Have you considered using the multiprocessing module to parallelize processing the files? Assuming that you're actually CPU-bound here (meaning it's the fourier transform that's eating up most of the running time, not reading/writing the files), that should speed up execution time without actually needing to speed up the loop itself.

Edit:

For example, something like this (untested, but should give you the idea):

def do_transformation(filename)
    t,f = loadtxt(filename, unpack=True)

    dt = t[1]-t[0]
    fou = absolute(fft.fft(f))
    frq = absolute(fft.fftfreq(len(t),dt))

    ymax = median(fou)*30

    figure(figsize=(15,7))
    plot(frq,fou,'k')

    xlim(0,400)
    ylim(0,ymax)

    iname = filename.replace('.dat','.png')
    savefig(iname,dpi=80)
    close()

pool = multiprocessing.Pool(multiprocessing.cpu_count())
for filename in filelist:
    pool.apply_async(do_transformation, (filename,))
pool.close()
pool.join()

You may need to tweak what work actually gets done in the worker processes. Trying to parallelize the disk I/O portions may not help you much (or even hurt you), for example.




回答2:


Yes, adding close was a good move. It should help plug the memory leak you had. I'd also recommend moving the figure, plotting, and close commands outside the loop - just update the Line2D instance created by plot. Check out this for more info.

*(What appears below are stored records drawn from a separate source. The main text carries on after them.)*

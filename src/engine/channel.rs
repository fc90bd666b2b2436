// Copyright (c) 2025 Steve Wagner (ciroque@live.com)
// SPDX-License-Identifier: MIT

//! Inter-stage channels and the termination-token protocol.
//!
//! One queue connects all `U` workers of a stage to all `D` workers of the
//! next. Every producer owns an [`Outbox`] holding a clone of the write end;
//! every consumer owns an [`Inbox`] sharing the read end behind an async
//! mutex.
//!
//! Termination needs no coordinator: when a producer finishes it enqueues
//! `D` poison pills, and each consumer stops reading after it has counted
//! `U` of them. `U × D` pills go in and `D × U` come out, so every consumer
//! reaches its threshold whatever the interleaving. A consumer that reached
//! its threshold never dequeues again, so it cannot take pills meant for a
//! peer, and since a producer's pills follow its payloads in the FIFO, every
//! payload is consumed before the last pill.

use std::sync::Arc;
use tokio::sync::{mpsc, Mutex};

use crate::engine::log_aggregator::LogSender;
use crate::engine::message::{Control, Message};
use crate::observability::messages::worker::{InboxClosedEarly, PoisonReceived};

/// Write end of an inter-stage queue.
#[derive(Debug)]
pub(crate) enum QueueSender<T> {
    Bounded(mpsc::Sender<T>),
    Unbounded(mpsc::UnboundedSender<T>),
}

// derive(Clone) would require T: Clone
impl<T> Clone for QueueSender<T> {
    fn clone(&self) -> Self {
        match self {
            QueueSender::Bounded(sender) => QueueSender::Bounded(sender.clone()),
            QueueSender::Unbounded(sender) => QueueSender::Unbounded(sender.clone()),
        }
    }
}

impl<T> QueueSender<T> {
    /// Enqueue `item`, waiting for capacity on a bounded queue.
    ///
    /// Hands the item back if every receiver is gone.
    pub(crate) async fn put(&self, item: T) -> Result<(), T> {
        match self {
            QueueSender::Bounded(sender) => sender.send(item).await.map_err(|e| e.0),
            QueueSender::Unbounded(sender) => sender.send(item).map_err(|e| e.0),
        }
    }
}

/// Read end of an inter-stage queue.
#[derive(Debug)]
pub(crate) enum QueueReceiver<T> {
    Bounded(mpsc::Receiver<T>),
    Unbounded(mpsc::UnboundedReceiver<T>),
}

impl<T> QueueReceiver<T> {
    /// Dequeue the next item, `None` once every sender is gone and the
    /// queue is empty.
    pub(crate) async fn get(&mut self) -> Option<T> {
        match self {
            QueueReceiver::Bounded(receiver) => receiver.recv().await,
            QueueReceiver::Unbounded(receiver) => receiver.recv().await,
        }
    }
}

/// Create a queue holding at most `maxsize` messages, unbounded for `0`.
pub(crate) fn queue<T>(maxsize: usize) -> (QueueSender<T>, QueueReceiver<T>) {
    if maxsize == 0 {
        let (tx, rx) = mpsc::unbounded_channel();
        (QueueSender::Unbounded(tx), QueueReceiver::Unbounded(rx))
    } else {
        let (tx, rx) = mpsc::channel(maxsize);
        (QueueSender::Bounded(tx), QueueReceiver::Bounded(rx))
    }
}

/// A consumer's view of its inbound queue.
#[derive(Debug)]
pub(crate) struct Inbox<T> {
    queue: Arc<Mutex<QueueReceiver<Message<T>>>>,
    expected_poison: usize,
    received_poison: usize,
    received: u64,
    closed: bool,
}

impl<T> Inbox<T> {
    /// `upstream_count` is the number of producers feeding the queue, which
    /// is the number of poison pills this consumer waits for.
    pub(crate) fn new(queue: Arc<Mutex<QueueReceiver<Message<T>>>>, upstream_count: usize) -> Self {
        Self {
            queue,
            expected_poison: upstream_count,
            received_poison: 0,
            received: 0,
            closed: false,
        }
    }

    /// Next payload, or `None` once the stream ended.
    ///
    /// Control messages are consumed and counted here and never reach the
    /// caller.
    pub(crate) async fn next(&mut self, log: &LogSender) -> Option<T> {
        while !self.closed && self.received_poison < self.expected_poison {
            // the guard is held while waiting, peers queue up on the lock
            let message = self.queue.lock().await.get().await;

            match message {
                Some(Message::Payload(payload)) => {
                    self.received += 1;
                    return Some(payload);
                }
                Some(Message::Control(Control::Poison)) => {
                    self.received_poison += 1;
                    log.emit(
                        tracing::Level::DEBUG,
                        PoisonReceived {
                            received: self.received_poison,
                            expected: self.expected_poison,
                        }
                        .to_string(),
                    );
                }
                // only the log aggregator is ever sent Eol
                Some(Message::Control(Control::Eol)) => {}
                None => {
                    self.closed = true;
                    log.emit(
                        tracing::Level::WARN,
                        InboxClosedEarly {
                            received: self.received_poison,
                            expected: self.expected_poison,
                        }
                        .to_string(),
                    );
                }
            }
        }
        None
    }

    pub(crate) fn received(&self) -> u64 {
        self.received
    }

    pub(crate) fn received_poison(&self) -> usize {
        self.received_poison
    }

    pub(crate) fn expected_poison(&self) -> usize {
        self.expected_poison
    }
}

/// A producer's view of its outbound queue.
#[derive(Debug)]
pub(crate) struct Outbox<T> {
    queue: QueueSender<Message<T>>,
    downstream_count: usize,
    sent: u64,
    poisoned: bool,
}

impl<T> Outbox<T> {
    /// `downstream_count` is the number of consumers reading the queue, which
    /// is the number of poison pills sent at end-of-stream.
    pub(crate) fn new(queue: QueueSender<Message<T>>, downstream_count: usize) -> Self {
        Self {
            queue,
            downstream_count,
            sent: 0,
            poisoned: false,
        }
    }

    /// Enqueue a payload. Hands the payload back if every consumer is gone.
    pub(crate) async fn send(&mut self, payload: T) -> Result<(), T> {
        match self.queue.put(Message::Payload(payload)).await {
            Ok(()) => {
                self.sent += 1;
                Ok(())
            }
            Err(Message::Payload(payload)) => Err(payload),
            Err(Message::Control(_)) => unreachable!("a payload was sent"),
        }
    }

    /// Signal end-of-stream to every downstream peer, at most once.
    ///
    /// Returns the number of pills that made it into the queue.
    pub(crate) async fn poison(&mut self) -> usize {
        if self.poisoned {
            return 0;
        }
        self.poisoned = true;

        let mut delivered = 0;
        for _ in 0..self.downstream_count {
            if self.queue.put(Message::poison()).await.is_err() {
                break;
            }
            delivered += 1;
        }
        delivered
    }

    pub(crate) fn sent(&self) -> u64 {
        self.sent
    }

    pub(crate) fn downstream_count(&self) -> usize {
        self.downstream_count
    }
}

Note: I think this should work, but I haven't tested it here.




回答3:


I tested something similar to what you are doing in ipython and I noticed that the loop got considerably slower when a directory had a lot of files in it. It seems like the file system in that directory has an overhead relating to the number of files in that folder, maybe relating to the lookup time of:

loadtxt(filename, unpack = true)

You could try splitting where you save your plots into chuncks by splitting your filelist into smaller chunks and saving in a different directory for each one.